(Source data)
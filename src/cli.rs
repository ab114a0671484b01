use crate::debug_log;
use crate::engine::{GameStatus, SubmitError};
use crate::game::{BoardView, GameAction, GameInterface};
use crate::wordbank::{WORD_LENGTH, is_alphabet_letter};
use clap::Parser;
use std::collections::VecDeque;
use std::io::BufRead;

/// Ordle CLI options
#[derive(Parser, Debug)]
#[command(author, version, about, long_about = None)]
pub struct Cli {
    /// Path to a newline-delimited target-word file
    #[arg(short = 'i', long = "input")]
    pub targets_path: Option<String>,

    /// Path to a newline-delimited file of extra accepted guesses
    #[arg(long = "guesses")]
    pub guesses_path: Option<String>,

    /// Accept any 5-letter guess without a dictionary lookup
    #[arg(long = "no-dict-check")]
    pub no_dict_check: bool,

    /// Play line-by-line on stdin instead of the full-screen interface
    #[arg(long)]
    pub plain: bool,

    /// Forget the stored player identity before starting
    #[arg(long = "reset-identity")]
    pub reset_identity: bool,
}

#[must_use]
pub fn parse_cli() -> Cli {
    Cli::parse()
}

fn is_well_formed_word(word: &str) -> bool {
    word.chars().count() == WORD_LENGTH && word.chars().all(is_alphabet_letter)
}

/// Line-based implementation of the game interface.
///
/// Each prompt consumes one line: commands pass through directly, and a
/// well-formed word expands into per-letter events followed by a submit so
/// the engine sees the same event stream the full-screen interface sends.
pub struct CliInterface<R: BufRead> {
    reader: R,
    pending: VecDeque<GameAction>,
}

impl<R: BufRead> CliInterface<R> {
    pub fn new(reader: R) -> Self {
        Self {
            reader,
            pending: VecDeque::new(),
        }
    }

    fn read_line_action(&mut self) -> Option<GameAction> {
        println!(
            "\nEnter your guess (5 letters, or 'exit' to quit, or 'next' to start a new round):"
        );
        let mut input = String::new();
        match self.reader.read_line(&mut input) {
            Ok(0) | Err(_) => return Some(GameAction::Exit),
            Ok(_) => {}
        }
        let input = input.trim().to_uppercase();

        match input.as_str() {
            "EXIT" => Some(GameAction::Exit),
            "NEXT" | "NY" => Some(GameAction::NewRound),
            _ if is_well_formed_word(&input) => {
                // A rejected submit leaves its letters in the engine; a
                // fresh line replaces them, so clear the row first.
                self.pending
                    .extend(std::iter::repeat_n(GameAction::Backspace, WORD_LENGTH));
                self.pending.extend(input.chars().map(GameAction::Letter));
                self.pending.push_back(GameAction::Submit);
                self.pending.pop_front()
            }
            _ => {
                println!("Invalid guess. Please enter 5 letters.");
                None
            }
        }
    }
}

impl<R: BufRead> GameInterface for CliInterface<R> {
    fn display_round_start(&mut self, target_count: usize) {
        println!("New round started. Drawing from {target_count} target words.");
        println!("Guess the 5-letter word. You have 6 tries.");
    }

    fn read_action(&mut self) -> Option<GameAction> {
        if let Some(action) = self.pending.pop_front() {
            debug_log!("read_action() - replaying queued action: {:?}", action);
            return Some(action);
        }
        self.read_line_action()
    }

    fn display_board(&mut self, view: &BoardView) {
        // Called once per applied event; stay quiet until the line's
        // queued events have all landed so each input line prints one
        // board, and skip it while a rejected guess is still in place.
        if !self.pending.is_empty() || !view.current_input.is_empty() {
            return;
        }
        for row in &view.rows {
            let word: String = row.letters.iter().collect();
            let marks: String = row.feedback.iter().map(|f| f.to_char()).collect();
            println!("{word}  {marks}");
        }
        if view.status == GameStatus::Playing && !view.rows.is_empty() {
            println!("{} guesses left.", view.guesses_left);
        }
    }

    fn display_rejection(&mut self, error: SubmitError) {
        match error {
            SubmitError::InvalidLength => println!("Guess must be exactly 5 letters."),
            SubmitError::UnknownWord => println!("Not in the word list. Try another word."),
        }
    }

    fn display_win(&mut self, target: &str, guess_count: usize) {
        println!("You got it in {guess_count}! The word was {target}.");
        println!("Type 'next' for a new round or 'exit' to quit.");
    }

    fn display_loss(&mut self, target: &str) {
        println!("Out of guesses. The word was {target}.");
        println!("Type 'next' for a new round or 'exit' to quit.");
    }

    fn display_exit(&mut self) {
        println!("Exiting.");
    }
}

#[cfg(test)]
mod tests {
    use super::*;
    use std::io::Cursor;

    fn drain<R: BufRead>(interface: &mut CliInterface<R>, count: usize) -> Vec<GameAction> {
        let mut actions = Vec::new();
        while actions.len() < count {
            if let Some(action) = interface.read_action() {
                actions.push(action);
            }
        }
        actions
    }

    #[test]
    fn test_cli_defaults() {
        let cli = Cli {
            targets_path: None,
            guesses_path: None,
            no_dict_check: false,
            plain: false,
            reset_identity: false,
        };
        assert!(cli.targets_path.is_none());
        assert!(!cli.no_dict_check);
    }

    #[test]
    fn test_word_line_expands_to_row_clear_letters_and_submit() {
        let mut interface = CliInterface::new(Cursor::new("KAFFE\n"));
        let actions = drain(&mut interface, 11);
        assert_eq!(actions[..5], vec![GameAction::Backspace; 5]);
        assert_eq!(
            actions[5..],
            vec![
                GameAction::Letter('K'),
                GameAction::Letter('A'),
                GameAction::Letter('F'),
                GameAction::Letter('F'),
                GameAction::Letter('E'),
                GameAction::Submit,
            ]
        );
    }

    #[test]
    fn test_lowercase_input_is_uppercased() {
        let mut interface = CliInterface::new(Cursor::new("båten\n"));
        let actions = drain(&mut interface, 11);
        assert_eq!(actions[6], GameAction::Letter('Å'));
        assert_eq!(actions[10], GameAction::Submit);
    }

    #[test]
    fn test_exit_command() {
        let mut interface = CliInterface::new(Cursor::new("exit\n"));
        assert_eq!(interface.read_action(), Some(GameAction::Exit));
    }

    #[test]
    fn test_new_round_commands() {
        let mut interface = CliInterface::new(Cursor::new("next\nny\n"));
        assert_eq!(interface.read_action(), Some(GameAction::NewRound));
        assert_eq!(interface.read_action(), Some(GameAction::NewRound));
    }

    #[test]
    fn test_eof_becomes_exit() {
        let mut interface = CliInterface::new(Cursor::new(""));
        assert_eq!(interface.read_action(), Some(GameAction::Exit));
    }

    #[test]
    fn test_malformed_lines_are_skipped() {
        let mut interface = CliInterface::new(Cursor::new("KAF\nKAFFEE\nKAF3E\nexit\n"));
        assert_eq!(interface.read_action(), None);
        assert_eq!(interface.read_action(), None);
        assert_eq!(interface.read_action(), None);
        assert_eq!(interface.read_action(), Some(GameAction::Exit));
    }

    #[test]
    fn test_whitespace_is_trimmed() {
        let mut interface = CliInterface::new(Cursor::new("  KAFFE  \n"));
        let actions = drain(&mut interface, 11);
        assert_eq!(actions[5], GameAction::Letter('K'));
    }

    #[test]
    fn test_rejected_word_is_replaced_by_next_line() {
        // The second line's leading backspaces clear whatever the first
        // submit left behind before its own letters arrive.
        let mut interface = CliInterface::new(Cursor::new("QUERT\nKAFFE\n"));
        let first = drain(&mut interface, 11);
        assert_eq!(first[10], GameAction::Submit);
        let second = drain(&mut interface, 11);
        assert_eq!(second[..5], vec![GameAction::Backspace; 5]);
        assert_eq!(second[5], GameAction::Letter('K'));
    }
}
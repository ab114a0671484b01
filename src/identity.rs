//! Anonymous identity bootstrap.
//!
//! A stable opaque id is created on first launch and reused on every later
//! one, so activity reports can be attributed to the same player without
//! any account. When the backing file cannot be read or written the game
//! keeps running with a freshly generated `guest-` id; only cross-session
//! continuity is lost.

use crate::warn_log;
use std::fs;
use std::path::{Path, PathBuf};
use uuid::Uuid;

const APP_DIR_NAME: &str = "ordle";
const IDENTITY_FILE_NAME: &str = "identity";

/// Result of a bootstrap call. `is_new` is true only for the call that
/// created the id (first launch, or any degraded fallback id).
#[derive(Clone, Debug, PartialEq, Eq)]
pub struct Identity {
    pub id: String,
    pub is_new: bool,
}

fn default_identity_path() -> Option<PathBuf> {
    dirs::data_dir().map(|dir| dir.join(APP_DIR_NAME).join(IDENTITY_FILE_NAME))
}

fn read_identity(path: &Path) -> Option<String> {
    let contents = fs::read_to_string(path).ok()?;
    let id = contents.trim();
    if id.is_empty() {
        None
    } else {
        Some(id.to_string())
    }
}

fn write_identity(path: &Path, id: &str) -> bool {
    if let Some(parent) = path.parent()
        && fs::create_dir_all(parent).is_err()
    {
        return false;
    }
    fs::write(path, format!("{id}\n")).is_ok()
}

fn fallback_identity() -> Identity {
    Identity {
        id: format!("guest-{}", Uuid::new_v4().simple()),
        is_new: true,
    }
}

pub struct IdentityStore {
    path: Option<PathBuf>,
}

impl IdentityStore {
    /// Store rooted in the platform data directory.
    #[must_use]
    pub fn at_default_location() -> Self {
        Self {
            path: default_identity_path(),
        }
    }

    /// Store backed by an explicit file, used by tests.
    #[must_use]
    pub fn with_path(path: PathBuf) -> Self {
        Self { path: Some(path) }
    }

    /// Returns the persisted id, creating and persisting one on first call.
    /// Never fails: storage trouble degrades to a throwaway guest id.
    pub fn get_or_create(&self) -> Identity {
        let Some(path) = &self.path else {
            warn_log!("no data directory available, using throwaway guest identity");
            return fallback_identity();
        };

        if let Some(id) = read_identity(path) {
            return Identity { id, is_new: false };
        }

        let id = Uuid::new_v4().to_string();
        if write_identity(path, &id) {
            Identity { id, is_new: true }
        } else {
            warn_log!(
                "could not persist identity to {}, using throwaway guest identity",
                path.display()
            );
            fallback_identity()
        }
    }

    /// Forgets the persisted id. The next bootstrap starts over.
    pub fn clear(&self) {
        if let Some(path) = &self.path {
            let _ = fs::remove_file(path);
        }
    }
}
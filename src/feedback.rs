//! Per-cell coloring of a submitted guess against the round's target.
//!
//! Pure functions only: coloring is recomputed for every render and never
//! stored back into guess history.

use crate::wordbank::WORD_LENGTH;

#[derive(Clone, Copy, Debug, PartialEq, Eq)]
pub enum CellFeedback {
    /// Right letter in the right position.
    Correct,
    /// Letter occurs somewhere else in the target.
    Present,
    /// Letter does not occur in the target.
    Absent,
}

impl CellFeedback {
    /// One-character form used by the plain line interface.
    #[must_use]
    pub fn to_char(self) -> char {
        match self {
            Self::Correct => 'G',
            Self::Present => 'Y',
            Self::Absent => 'X',
        }
    }
}

/// Classifies each letter of `guess` against `target`.
///
/// A letter that misses its position is `Present` whenever the target
/// contains it anywhere; repeated guess letters each get `Present` even when
/// the target holds only one copy. Per-letter counts are intentionally not
/// tracked.
#[must_use]
pub fn color_guess(guess: &str, target: &str) -> Vec<CellFeedback> {
    let target_chars: Vec<char> = target.chars().collect();
    guess
        .chars()
        .take(WORD_LENGTH)
        .enumerate()
        .map(|(i, c)| {
            if target_chars.get(i) == Some(&c) {
                CellFeedback::Correct
            } else if target_chars.contains(&c) {
                CellFeedback::Present
            } else {
                CellFeedback::Absent
            }
        })
        .collect()
}
use ordle::activity::LogReporter;
use ordle::cli::{CliInterface, parse_cli};
use ordle::game::game_loop;
use ordle::identity::IdentityStore;
use ordle::info_log;
use ordle::tui::TuiInterface;
use ordle::wordbank::{
    EMBEDDED_GUESSES, EMBEDDED_TARGETS, WordBank, load_words_from_file, load_words_from_str,
};
use std::io;
use std::process::ExitCode;

fn load_list(path: Option<&str>, embedded: &str) -> io::Result<Vec<String>> {
    match path {
        Some(path) => load_words_from_file(path),
        None => Ok(load_words_from_str(embedded)),
    }
}

fn main() -> ExitCode {
    env_logger::init();
    let cli = parse_cli();

    let targets = match load_list(cli.targets_path.as_deref(), EMBEDDED_TARGETS) {
        Ok(words) => words,
        Err(e) => {
            eprintln!("Failed to load target words: {e}");
            return ExitCode::FAILURE;
        }
    };
    let extra_guesses = match load_list(cli.guesses_path.as_deref(), EMBEDDED_GUESSES) {
        Ok(words) => words,
        Err(e) => {
            eprintln!("Failed to load guess words: {e}");
            return ExitCode::FAILURE;
        }
    };
    let bank = match WordBank::new(targets, extra_guesses) {
        Ok(bank) => bank,
        Err(e) => {
            eprintln!("{e}");
            return ExitCode::FAILURE;
        }
    };

    let store = IdentityStore::at_default_location();
    if cli.reset_identity {
        store.clear();
    }
    let identity = store.get_or_create();
    if identity.is_new {
        info_log!("generated new identity: {}", identity.id);
    } else {
        info_log!("recognized returning player: {}", identity.id);
    }

    let dictionary_check = !cli.no_dict_check;
    let mut reporter = LogReporter;

    if cli.plain {
        let stdin = io::stdin();
        let mut interface = CliInterface::new(stdin.lock());
        game_loop(
            &bank,
            dictionary_check,
            &identity,
            &mut reporter,
            &mut interface,
        );
    } else {
        let mut interface = match TuiInterface::new() {
            Ok(interface) => interface,
            Err(e) => {
                eprintln!("Failed to initialize terminal UI: {e}");
                return ExitCode::FAILURE;
            }
        };
        game_loop(
            &bank,
            dictionary_check,
            &identity,
            &mut reporter,
            &mut interface,
        );
    }

    ExitCode::SUCCESS
}
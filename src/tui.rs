//! TUI (Terminal User Interface) module for Ordle
//!
//! Full-screen board rendered with Ratatui, driven one key at a time.
//!
//! # Architecture
//! - `TuiInterface` owns the terminal and the last board snapshot; the
//!   game loop owns all rules. Keys are translated into `GameAction`
//!   events and every display callback redraws.
//!
//! # State Machine
//! The UI has two phases:
//! - `Typing`: letters, backspace, and enter map to engine events
//! - `RoundOver`: only N (new round) and ESC are live
//! `display_win`/`display_loss` enter `RoundOver`; `display_round_start`
//! returns to `Typing`.

use crate::engine::{GameStatus, MAX_GUESSES, SubmitError};
use crate::feedback::CellFeedback;
use crate::game::{BoardRow, BoardView, GameAction, GameInterface};
use crate::wordbank::{WORD_LENGTH, is_alphabet_letter};
use crate::{debug_log, info_log};
use crossterm::{
    cursor,
    event::{self, Event, KeyCode, KeyEvent},
    execute,
    terminal::{EnterAlternateScreen, LeaveAlternateScreen, disable_raw_mode, enable_raw_mode},
};
use ratatui::{
    Frame, Terminal,
    backend::CrosstermBackend,
    layout::{Constraint, Direction, Layout, Rect},
    style::{Color, Modifier, Style},
    text::{Line, Span},
    widgets::{Block, Borders, Paragraph, Wrap},
};
use std::io;

const EVENT_POLL_TIMEOUT_MS: u64 = 100;
const ROW_SPACING: u16 = 2;
const ASCII_CONTROL_CHAR_THRESHOLD: u32 = 32;

// Style constants for consistent UI
const HEADER_STYLE: Style = Style::new().fg(Color::Cyan).add_modifier(Modifier::BOLD);
const ERROR_STYLE: Style = Style::new().fg(Color::Red);
const SUCCESS_STYLE: Style = Style::new().fg(Color::Green).add_modifier(Modifier::BOLD);
const MESSAGE_STYLE: Style = Style::new().fg(Color::Cyan);
//! Describes dependency injection errors

use crate::ServiceName;
use std::fmt::{Display, Formatter};

/// Errors produced while registering or resolving services
#[derive(Debug, Clone, PartialEq, Eq)]
pub enum Error {
    /// A name, dependency list or factory failed its shape check at registration time
    Validation(String),

    /// No definition is registered for the service
    NotRegistered(ServiceName),

    /// The implementation was never bound to the interface
    Unbound {
        /// Interface that was asked for the implementation
        interface: ServiceName,
        /// Requested implementation name
        implementation: ServiceName,
    },

    /// The resolved instance is not of the requested type
    TypeMismatch {
        /// Service whose instance could not be downcast
        service: ServiceName,
        /// Requested type name
        expected: &'static str,
    },

    /// Every handle to the container was dropped while a [`crate::Binder`] was still alive
    ContainerMissing,

    /// Failure reported by a user factory
    Other(String),
}

impl Error {
    /// Creates an [`Error::Other`] from a factory failure message
    #[inline]
    pub fn other(msg: impl Into<String>) -> Self {
        Self::Other(msg.into())
    }

    #[inline]
    pub(crate) fn validation(msg: impl Into<String>) -> Self {
        Self::Validation(msg.into())
    }

    /// Returns `true` if this is a registration-time shape error
    #[inline]
    pub fn is_validation(&self) -> bool {
        matches!(self, Self::Validation(_))
    }

    /// Returns `true` if the requested service has no definition
    #[inline]
    pub fn is_not_registered(&self) -> bool {
        matches!(self, Self::NotRegistered(_))
    }

    /// Returns `true` if an interface was asked for an implementation it doesn't have
    #[inline]
    pub fn is_unbound(&self) -> bool {
        matches!(self, Self::Unbound { .. })
    }
}

impl Display for Error {
    fn fmt(&self, f: &mut Formatter<'_>) -> std::fmt::Result {
        match self {
            Error::Validation(msg) => write!(f, "Services Error: invalid registration: {msg}"),
            Error::NotRegistered(name) => write!(f, "Services Error: service not registered: {name}"),
            Error::Unbound { interface, implementation } => write!(
                f,
                "Services Error: there is no implementation {implementation} for {interface}"
            ),
            Error::TypeMismatch { service, expected } => write!(
                f,
                "Services Error: service {service} is not of type {expected}"
            ),
            Error::ContainerMissing => write!(f, "Services Error: DI container is missing"),
            Error::Other(msg) => write!(f, "{msg}"),
        }
    }
}

impl std::error::Error for Error {}
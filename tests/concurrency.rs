#![allow(missing_docs)]

use contadi::{Binder, Container};
use std::{
    sync::{
        Arc, Barrier,
        atomic::{AtomicUsize, Ordering}
    },
    thread,
    time::Duration
};

const THREADS: usize = 8;

#[test]
fn it_builds_singleton_once_across_threads() {
    let calls = Arc::new(AtomicUsize::new(0));
    let counter = calls.clone();
    let container = Container::new();
    container.register_service("pool", move || {
        counter.fetch_add(1, Ordering::SeqCst);
        thread::sleep(Duration::from_millis(10));
        vec![1_u8; 16]
    }).unwrap();

    let barrier = Arc::new(Barrier::new(THREADS));
    let handles: Vec<_> = (0..THREADS)
        .map(|_| {
            let container = container.clone();
            let barrier = barrier.clone();
            thread::spawn(move || {
                barrier.wait();
                container.get_shared::<Vec<u8>>("pool").unwrap()
            })
        })
        .collect();

    let pools: Vec<_> = handles
        .into_iter()
        .map(|handle| handle.join().unwrap())
        .collect();

    assert_eq!(calls.load(Ordering::SeqCst), 1);
    assert!(pools.windows(2).all(|pair| Arc::ptr_eq(&pair[0], &pair[1])));
}

#[test]
fn it_never_observes_half_reloaded_state() {
    let container = Container::new();
    container.register_service("version", || 0_usize).unwrap();
    container.register_service_with("left", ["version"], |v: usize| Ok(v)).unwrap();
    container.register_service_with("right", ["version"], |v: usize| Ok(v)).unwrap();
    container.register_service_with("pair", ["left", "right"], |l: usize, r: usize| Ok((l, r))).unwrap();
    container.get::<usize>("left").unwrap();
    container.get::<usize>("right").unwrap();

    let writer = {
        let container = container.clone();
        thread::spawn(move || {
            for version in 1..=50_usize {
                container.register_service("version", move || version).unwrap();
            }
        })
    };

    let readers: Vec<_> = (0..4)
        .map(|_| {
            let container = container.clone();
            thread::spawn(move || {
                for _ in 0..200 {
                    let left = container.get::<usize>("left").unwrap();
                    let right = container.get::<usize>("right").unwrap();
                    let version = container.get::<usize>("version").unwrap();
                    assert!(left <= version && right <= version);
                }
            })
        })
        .collect();

    writer.join().unwrap();
    for reader in readers {
        reader.join().unwrap();
    }

    assert_eq!(container.get::<usize>("left").unwrap(), 50);
    assert_eq!(container.get::<usize>("right").unwrap(), 50);
}

#[test]
fn it_resolves_through_binder_inside_factory() {
    let container = Container::new();
    container.register_service("cleanedWater", || "cleaned").unwrap();
    container.bind_implementation("water", "cleanedWater").unwrap();
    container.register_service_with("bottle", ["water"], |water: Binder| {
        water.resolve::<&str>("cleanedWater").map(|kind| format!("bottle of {kind} water"))
    }).unwrap();

    let handles: Vec<_> = (0..THREADS)
        .map(|_| {
            let container = container.clone();
            thread::spawn(move || container.get::<String>("bottle").unwrap())
        })
        .collect();

    for handle in handles {
        assert_eq!(handle.join().unwrap(), "bottle of cleaned water");
    }
}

• **TASK REQUIREMENTS**
Pull out all lines in the data above that include "PathBuf".

• **RESULT BELOW**
use std::path::{Path, PathBuf};
fn default_identity_path() -> Option<PathBuf> {
    path: Option<PathBuf>,
    pub fn with_path(path: PathBuf) -> Self {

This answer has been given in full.